Stored items:
//! HTTP middleware configuration.

use axum::{
    body::Body,
    http::{header, HeaderValue, Method, Request},
    middleware::Next,
    response::Response,
};
use std::time::{Duration, Instant};
use tower_http::{cors::CorsLayer, timeout::TimeoutLayer};
use tracing::{info, warn};

pub fn create_middleware_stack() -> tower::layer::util::Stack<CorsLayer, TimeoutLayer> {
    tower::layer::util::Stack::new(create_cors_layer(), create_timeout_layer())
}

/// CORS restricted to localhost origins: the chat UI is served locally.
fn create_cors_layer() -> CorsLayer {
    CorsLayer::new()
        .allow_origin(tower_http::cors::AllowOrigin::predicate(
            |origin: &HeaderValue, _| {
                origin
                    .to_str()
                    .map(|s| {
                        s.starts_with("http://localhost")
                            || s.starts_with("https://localhost")
                            || s.starts_with("http://127.0.0.1")
                            || s.starts_with("https://127.0.0.1")
                    })
                    .unwrap_or(false)
            },
        ))
        .allow_methods([Method::GET, Method::POST, Method::OPTIONS])
        .allow_headers([header::CONTENT_TYPE, header::ACCEPT])
        .allow_credentials(true)
        .max_age(Duration::from_secs(3600))
}

/// Bounds the whole request, dominated by LLM latency; classification itself
/// is effectively free.
fn create_timeout_layer() -> TimeoutLayer {
    TimeoutLayer::new(Duration::from_secs(90))
}

/// Request logging middleware.
pub async fn request_logger(req: Request<Body>, next: Next) -> Response {
    let method = req.method().clone();
    let uri = req.uri().clone();
    let start = Instant::now();

    let response = next.run(req).await;

    let duration = start.elapsed();
    let status = response.status();

    if status.is_client_error() || status.is_server_error() {
        warn!(
            method = %method,
            uri = %uri,
            status = %status.as_u16(),
            duration_ms = %duration.as_millis(),
            "Request failed"
        );
    } else {
        info!(
            method = %method,
            uri = %uri,
            status = %status.as_u16(),
            duration_ms = %duration.as_millis(),
            "Request completed"
        );
    }

    response
}
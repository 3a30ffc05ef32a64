pub mod evaluate;
pub mod messages;
pub mod outcome;
pub mod signals;
mod vocabulary;

pub use evaluate::QueryGate;
pub use messages::{
    compose_rejection, ComposedRejection, OFF_DOMAIN_MESSAGE, REJECTED_ERROR_MESSAGE,
    SAFETY_BLOCKED_MESSAGE,
};
pub use outcome::{AdmissionOutcome, ClassificationSignal, SignalCategory};
pub use signals::{KeywordSet, PatternSet};
#[allow(clippy::module_inception)]
pub mod error;

pub use error::{CliError, LlmError};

TASK OBJECTIVE:
Give back all of the entries exactly as written.

RESPONSE BOX:
//! HTTP middleware configuration.

use axum::{
    body::Body,
    http::{header, HeaderValue, Method, Request},
    middleware::Next,
    response::Response,
};
use std::time::{Duration, Instant};
use tower_http::{cors::CorsLayer, timeout::TimeoutLayer};
use tracing::{info, warn};

pub fn create_middleware_stack() -> tower::layer::util::Stack<CorsLayer, TimeoutLayer> {
    tower::layer::util::Stack::new(create_cors_layer(), create_timeout_layer())
}

/// CORS restricted to localhost origins: the chat UI is served locally.
fn create_cors_layer() -> CorsLayer {
    CorsLayer::new()
        .allow_origin(tower_http::cors::AllowOrigin::predicate(
            |origin: &HeaderValue, _| {
                origin
                    .to_str()
                    .map(|s| {
                        s.starts_with("http://localhost")
                            || s.starts_with("https://localhost")
                            || s.starts_with("http://127.0.0.1")
                            || s.starts_with("https://127.0.0.1")
                    })
                    .unwrap_or(false)
            },
        ))
        .allow_methods([Method::GET, Method::POST, Method::OPTIONS])
        .allow_headers([header::CONTENT_TYPE, header::ACCEPT])
        .allow_credentials(true)
        .max_age(Duration::from_secs(3600))
}

/// Bounds the whole request, dominated by LLM latency; classification itself
/// is effectively free.
fn create_timeout_layer() -> TimeoutLayer {
    TimeoutLayer::new(Duration::from_secs(90))
}

/// Request logging middleware.
pub async fn request_logger(req: Request<Body>, next: Next) -> Response {
    let method = req.method().clone();
    let uri = req.uri().clone();
    let start = Instant::now();

    let response = next.run(req).await;

    let duration = start.elapsed();
    let status = response.status();

    if status.is_client_error() || status.is_server_error() {
        warn!(
            method = %method,
            uri = %uri,
            status = %status.as_u16(),
            duration_ms = %duration.as_millis(),
            "Request failed"
        );
    } else {
        info!(
            method = %method,
            uri = %uri,
            status = %status.as_u16(),
            duration_ms = %duration.as_millis(),
            "Request completed"
        );
    }

    response
}
repository 3a30ffc05ef32a64
pub mod evaluate;
pub mod messages;
pub mod outcome;
pub mod signals;
mod vocabulary;

pub use evaluate::QueryGate;
pub use messages::{
    compose_rejection, ComposedRejection, OFF_DOMAIN_MESSAGE, REJECTED_ERROR_MESSAGE,
    SAFETY_BLOCKED_MESSAGE,
};
pub use outcome::{AdmissionOutcome, ClassificationSignal, SignalCategory};
pub use signals::{KeywordSet, PatternSet};
#[allow(clippy::module_inception)]
pub mod error;

pub use error::{CliError, LlmError};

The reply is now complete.